How do I prove that if $n≥12$, then $n=3a+7b$ for some $a≥0$, $b≥0$ where $a,b ∈ N$?

Question

How do I prove that if $n\geq 12$, then $n=3a+7b$ for some $a\geq 0$, $b\geq 0$ where $a,b \in \mathbb{N}$?

I'm having trouble in solving this algebraic type of proof. Your help is greatly appreciated.

Answer 1

it is enough to give such expressions for $n = 12, 13, 14.$ Any larger $n$ can then be given by simply increasing the $a$ value from one of those expressions.

$$ 6 + 7 = 13 $$

make a separate check for smaller $n$

Answer 2

This is basically the chicken mcnugget theorem.

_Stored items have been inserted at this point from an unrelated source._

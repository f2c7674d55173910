//! File-backed price source
//!
//! One CSV file per symbol and interval, `<dir>/<SYMBOL>_<interval>.csv`:
//!
//! ```text
//! timestamp,open,high,low,close,volume
//! 2024-01-01 00:00:00,42000.5,42310.0,41800.2,42250.0,1234.5
//! ```
//!
//! Timestamps are `%Y-%m-%d %H:%M:%S`, a bare date, or RFC 3339. Offsets are
//! dropped and the wall-clock time kept.

use std::path::{Path, PathBuf};

use chrono::{DateTime, NaiveDate, NaiveDateTime};
use tracing::debug;

use crate::series::{Candle, PriceSeries};
use crate::source::{FetchError, FetchRequest, PriceSource};

const TIMESTAMP_FORMAT: &str = "%Y-%m-%d %H:%M:%S";

#[derive(Debug, serde::Deserialize)]
struct CsvRow {
    timestamp: String,
    open: f64,
    high: f64,
    low: f64,
    close: f64,
    #[serde(default)]
    volume: Option<f64>,
}

fn parse_timestamp(raw: &str) -> Option<NaiveDateTime> {
    NaiveDateTime::parse_from_str(raw, TIMESTAMP_FORMAT)
        .ok()
        .or_else(|| DateTime::parse_from_rfc3339(raw).ok().map(|dt| dt.naive_local()))
        .or_else(|| {
            NaiveDate::parse_from_str(raw, "%Y-%m-%d")
                .ok()
                .and_then(|d| d.and_hms_opt(0, 0, 0))
        })
}

/// Reads candles from a directory of CSV files
#[derive(Debug, Clone)]
pub struct CsvPriceSource {
    dir: PathBuf,
}

impl CsvPriceSource {
    pub fn new(dir: impl Into<PathBuf>) -> Self {
        Self { dir: dir.into() }
    }

    pub fn dir(&self) -> &Path {
        &self.dir
    }

    /// File holding `symbol` at `interval`
    pub fn file_for(&self, symbol: &str, interval: &str) -> PathBuf {
        self.dir.join(format!("{symbol}_{interval}.csv"))
    }
}

impl PriceSource for CsvPriceSource {
    fn fetch(&self, request: &FetchRequest) -> Result<PriceSeries, FetchError> {
        let path = self.file_for(&request.symbol, request.timeframe.as_str());
        if !path.is_file() {
            return Err(FetchError::SymbolNotFound {
                symbol: request.symbol.clone(),
            });
        }

        let mut rdr = ::csv::ReaderBuilder::new()
            .has_headers(true)
            .trim(::csv::Trim::All)
            .comment(Some(b'#'))
            .from_path(&path)
            .map_err(|e| FetchError::Parse {
                line: 0,
                reason: e.to_string(),
            })?;

        let mut candles = Vec::new();
        for row in rdr.deserialize::<CsvRow>() {
            let row = row.map_err(|e| FetchError::Parse {
                line: e.position().map(|p| p.line()).unwrap_or(0),
                reason: e.to_string(),
            })?;

            let timestamp = parse_timestamp(&row.timestamp).ok_or_else(|| FetchError::Parse {
                line: candles.len() as u64 + 2,
                reason: format!("bad timestamp {:?}", row.timestamp),
            })?;

            if timestamp < request.start || timestamp > request.end {
                continue;
            }

            candles.push(Candle::new(
                timestamp,
                row.open,
                row.high,
                row.low,
                row.close,
                row.volume.unwrap_or(0.0),
            ));
        }

        debug!(
            symbol = %request.symbol,
            file = %path.display(),
            rows = candles.len(),
            "loaded csv prices"
        );

        if candles.is_empty() {
            return Err(FetchError::EmptyRange {
                symbol: request.symbol.clone(),
                start: request.start,
                end: request.end,
            });
        }

        PriceSeries::new(candles).map_err(|e| FetchError::InvalidSeries(e.to_string()))
    }
}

It states that if $a$ and $b$ are coprime integers then the largest number that cannot be expressed as $as+bt$ with $s,t\in \mathbb N$ is $ab-a-b$.

Proof:

Every integer $n$ is expressable in the form $as+tb$ such that $s\in \{0,1,2,\dots, b-1\}$ and $t\in \mathbb Z$. To see this notice that $as$ only has to have the same value as $n\bmod b$ so that we can use $t$ to make $as+tb=n$. This is possible because $\{0,1,\dots, b-1\}$ is a full residue class $\bmod b$ and $a$ is coprime to $b$.

It is now clear that the biggest number of this form such that $t$ is negative is $(b-1)a-1(b)=ab-a-b$.